**Work required:**
The lines to find are those in the entries that hold the word "reqwest"; copy every one of them.

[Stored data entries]
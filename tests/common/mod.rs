//! Shared utilities for integration and load testing.
#![allow(dead_code)]

use async_trait::async_trait;
use axum::body::Body;
use axum::http::{header, HeaderMap, Request, StatusCode};
use axum::Router;
use std::future::Future;
use std::net::SocketAddr;
use std::sync::{Arc, Mutex};
use std::time::Duration;
use tokio::io::AsyncWriteExt;
use tokio::net::TcpListener;

use gatefront::config::{GatewayConfig, HostEntry, SourceKind};
use gatefront::routing::ServiceRegistry;
use gatefront::session::{Session, SessionError, SessionResolver, SessionUser};
use gatefront::store::{AccessLogEntry, LogQuery, MemoryStore, Service, Store};
use gatefront::{GatewayDeps, GatewayServer, Shutdown};

/// One request as seen by a mock upstream.
#[derive(Debug, Clone)]
pub struct CapturedRequest {
    pub method: String,
    /// Origin-form target, exactly as received.
    pub uri: String,
    pub headers: HeaderMap,
    pub body: Vec<u8>,
}

pub struct RecordingBackend {
    pub addr: SocketAddr,
    captured: Arc<Mutex<Vec<CapturedRequest>>>,
}

impl RecordingBackend {
    pub fn url(&self) -> String {
        format!("http://{}", self.addr)
    }

    pub fn requests(&self) -> Vec<CapturedRequest> {
        self.captured.lock().unwrap().clone()
    }
}

/// Start an upstream that records every request and answers `status` with
/// `body` and an `x-backend: recorded` header.
pub async fn start_recording_backend(status: u16, body: &'static str) -> RecordingBackend {
    let captured = Arc::new(Mutex::new(Vec::new()));
    let sink = captured.clone();

    let app = Router::new().fallback(move |request: Request<Body>| {
        let sink = sink.clone();
        async move {
            let (parts, body_in) = request.into_parts();
            let bytes = axum::body::to_bytes(body_in, usize::MAX).await.unwrap_or_default();
            sink.lock().unwrap().push(CapturedRequest {
                method: parts.method.to_string(),
                uri: parts.uri.to_string(),
                headers: parts.headers,
                body: bytes.to_vec(),
            });
            (
                StatusCode::from_u16(status).unwrap(),
                [("x-backend", "recorded")],
                body,
            )
        }
    });

    let listener = TcpListener::bind("127.0.0.1:0").await.unwrap();
    let addr = listener.local_addr().unwrap();
    tokio::spawn(async move {
        axum::serve(listener, app).await.unwrap();
    });

    RecordingBackend { addr, captured }
}

/// Start a raw programmable backend. `f` yields the full status line
/// (e.g. `302 Found`), extra header lines and the body.
pub async fn start_programmable_backend<F, Fut>(f: F) -> SocketAddr
where
    F: Fn() -> Fut + Send + Sync + 'static,
    Fut: Future<Output = (&'static str, Vec<String>, String)> + Send + 'static,
{
    let listener = TcpListener::bind("127.0.0.1:0").await.unwrap();
    let addr = listener.local_addr().unwrap();
    let f = Arc::new(f);

    tokio::spawn(async move {
        loop {
            match listener.accept().await {
                Ok((mut socket, _)) => {
                    let f = f.clone();
                    tokio::spawn(async move {
                        let (status_line, headers, body) = f().await;
                        let mut response = format!("HTTP/1.1 {status_line}\r\n");
                        for header in headers {
                            response.push_str(&header);
                            response.push_str("\r\n");
                        }
                        response.push_str(&format!(
                            "Content-Length: {}\r\nConnection: close\r\n\r\n{}",
                            body.len(),
                            body
                        ));
                        let _ = socket.write_all(response.as_bytes()).await;
                        let _ = socket.shutdown().await;
                        tokio::time::sleep(Duration::from_millis(10)).await;
                    });
                }
                Err(_) => break,
            }
        }
    });

    addr
}

/// An address nothing listens on.
pub async fn unused_addr() -> SocketAddr {
    let listener = TcpListener::bind("127.0.0.1:0").await.unwrap();
    listener.local_addr().unwrap()
}

/// Sessions keyed by cookie: `session=<user id>` is that user, `session=broken`
/// is a resolver failure, anything else is signed out.
pub struct CookieSessions;

#[async_trait]
impl SessionResolver for CookieSessions {
    async fn get_session(&self, headers: &HeaderMap) -> Result<Option<Session>, SessionError> {
        let Some(cookie) = headers.get(header::COOKIE).and_then(|v| v.to_str().ok()) else {
            return Ok(None);
        };
        let Some(user) = cookie
            .split(';')
            .map(str::trim)
            .find_map(|c| c.strip_prefix("session="))
        else {
            return Ok(None);
        };

        match user {
            "broken" => Err(SessionError::Status(500)),
            "" => Ok(None),
            id => Ok(Some(Session::new(SessionUser {
                id: id.to_string(),
                email: format!("{id}@example.com"),
                name: id.to_string(),
                role: None,
            }))),
        }
    }
}

/// Inline services, per-lookup reconciliation, no metrics listener.
pub fn test_config(hosts: &[(&str, &str)]) -> GatewayConfig {
    let mut config = GatewayConfig::default();
    config.listener.bind_address = "127.0.0.1:0".into();
    config.services.source = SourceKind::Inline;
    config.services.refresh_interval_secs = 0;
    config.services.watch = false;
    for (host, upstream) in hosts {
        config.services.hosts.insert(
            host.to_string(),
            HostEntry {
                upstream: upstream.to_string(),
            },
        );
    }
    config.timeouts.connect_secs = 1;
    config.timeouts.upstream_secs = 5;
    config.observability.metrics_enabled = false;
    config
}

pub struct TestGateway {
    pub addr: SocketAddr,
    pub store: Arc<MemoryStore>,
    pub registry: Arc<ServiceRegistry>,
    pub shutdown: Shutdown,
}

impl TestGateway {
    pub fn url(&self, path: &str) -> String {
        format!("http://{}{}", self.addr, path)
    }

    /// Reconcile and return the stored service for `host`.
    pub async fn service(&self, host: &str) -> Service {
        self.registry.invalidate().await.unwrap();
        self.store.find_service_by_host(host).await.unwrap().unwrap()
    }
}

/// Build a gateway over a fresh `MemoryStore` without binding a socket.
pub fn build_gateway(config: &GatewayConfig) -> (GatewayServer, Arc<MemoryStore>) {
    let store = Arc::new(MemoryStore::default());
    let server = GatewayServer::new(
        config,
        GatewayDeps {
            store: store.clone(),
            sessions: Arc::new(CookieSessions),
        },
    );
    (server, store)
}

/// Start a gateway on an ephemeral port.
pub async fn start_gateway(config: GatewayConfig) -> TestGateway {
    let (server, store) = build_gateway(&config);
    let registry = server.registry();

    let listener = TcpListener::bind("127.0.0.1:0").await.unwrap();
    let addr = listener.local_addr().unwrap();
    let shutdown = Shutdown::new();
    let server_shutdown = shutdown.subscribe();

    tokio::spawn(async move {
        let _ = server.run(listener, server_shutdown).await;
    });

    TestGateway {
        addr,
        store,
        registry,
        shutdown,
    }
}

/// A client that never follows redirects and ignores system proxies.
pub fn client() -> reqwest::Client {
    reqwest::Client::builder()
        .no_proxy()
        .redirect(reqwest::redirect::Policy::none())
        .build()
        .unwrap()
}

/// Poll the store until at least `count` access log entries exist.
pub async fn wait_for_logs(store: &MemoryStore, count: usize) -> Vec<AccessLogEntry> {
    let query = LogQuery {
        limit: 1000,
        ..Default::default()
    };
    for _ in 0..100 {
        let page = store.query_access_logs(&query).await.unwrap();
        if page.total >= count {
            return page.items;
        }
        tokio::time::sleep(Duration::from_millis(20)).await;
    }
    panic!("expected {count} access log entries");
}
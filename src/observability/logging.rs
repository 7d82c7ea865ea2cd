//! Structured logging.
//!
//! # Responsibilities
//! - Initialize the global tracing subscriber
//! - Pick pretty or JSON output from config
//!
//! # Design Decisions
//! - `RUST_LOG` wins over the configured level when set
//! - A bare level ("info") expands to the gateway and tower_http targets;
//!   anything else is used as a full filter directive

use tracing_subscriber::{layer::SubscriberExt, util::SubscriberInitExt, EnvFilter};

use crate::config::{LogFormat, ObservabilityConfig};

/// Filter used when `RUST_LOG` is unset.
pub fn default_filter(log_level: &str) -> String {
    match log_level {
        "trace" | "debug" | "info" | "warn" | "error" => {
            format!("gatefront={log_level},tower_http={log_level}")
        }
        directive => directive.to_string(),
    }
}

/// Install the subscriber. Calling it twice is harmless; the second call
/// leaves the first subscriber in place.
pub fn init_logging(config: &ObservabilityConfig) {
    let filter = EnvFilter::try_from_default_env()
        .unwrap_or_else(|_| default_filter(&config.log_level).into());

    let (pretty, json) = match config.log_format {
        LogFormat::Pretty => (Some(tracing_subscriber::fmt::layer()), None),
        LogFormat::Json => (None, Some(tracing_subscriber::fmt::layer().json())),
    };

    let result = tracing_subscriber::registry()
        .with(filter)
        .with(pretty)
        .with(json)
        .try_init();

    if result.is_err() {
        tracing::debug!("Tracing subscriber already installed");
    }
}
//! gatefront: host-based authenticating reverse proxy.
//!
//! # Architecture Overview
//!
//! ```text
//!                      ┌───────────────────────────────────────────────────────┐
//!                      │                       GATEFRONT                       │
//!                      │                                                       │
//!   Client Request     │  ┌─────────┐   ┌──────────┐   ┌─────────┐             │
//!   ───────────────────┼─▶│  host   │──▶│ registry │──▶│ session │             │
//!                      │  └─────────┘   └──────────┘   └────┬────┘             │
//!                      │                                     ▼                 │
//!                      │                 ┌────────────┐ ┌─────────┐            │
//!                      │                 │ rate limit │◀│ policy  │            │
//!                      │                 └─────┬──────┘ └─────────┘            │
//!                      │                       ▼                               │
//!   Client Response    │                 ┌────────────┐                        │
//!   ◀──────────────────┼─────────────────│  forward   │◀──────────────────────┼── Upstream
//!                      │                 └────────────┘                        │
//!                      │                                                       │
//!                      │  store · audit queue · metrics · admin API · watcher  │
//!                      └───────────────────────────────────────────────────────┘
//! ```

use clap::Parser;
use std::path::PathBuf;

use gatefront::config::{load_config, GatewayConfig};
use gatefront::observability::init_logging;

#[derive(Parser)]
#[command(name = "gatefront", version, about = "Host-based authenticating reverse proxy")]
struct Args {
    /// Path to the TOML config file. Defaults apply when omitted.
    #[arg(short, long, env = "GATEFRONT_CONFIG")]
    config: Option<PathBuf>,
}

#[tokio::main]
async fn main() -> Result<(), Box<dyn std::error::Error>> {
    let args = Args::parse();

    let config = match &args.config {
        Some(path) => load_config(path)?,
        None => GatewayConfig::default(),
    };

    init_logging(&config.observability);
    tracing::info!(version = env!("CARGO_PKG_VERSION"), "gatefront starting");
    tracing::info!(
        bind_address = %config.listener.bind_address,
        services_source = ?config.services.source,
        refresh_interval_secs = config.services.refresh_interval_secs,
        admin_enabled = config.admin.enabled,
        "Configuration loaded"
    );

    gatefront::lifecycle::startup::run(config).await?;
    Ok(())
}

**Final answer:**
pub fn client() -> reqwest::Client {
    reqwest::Client::builder()
        .redirect(reqwest::redirect::Policy::none())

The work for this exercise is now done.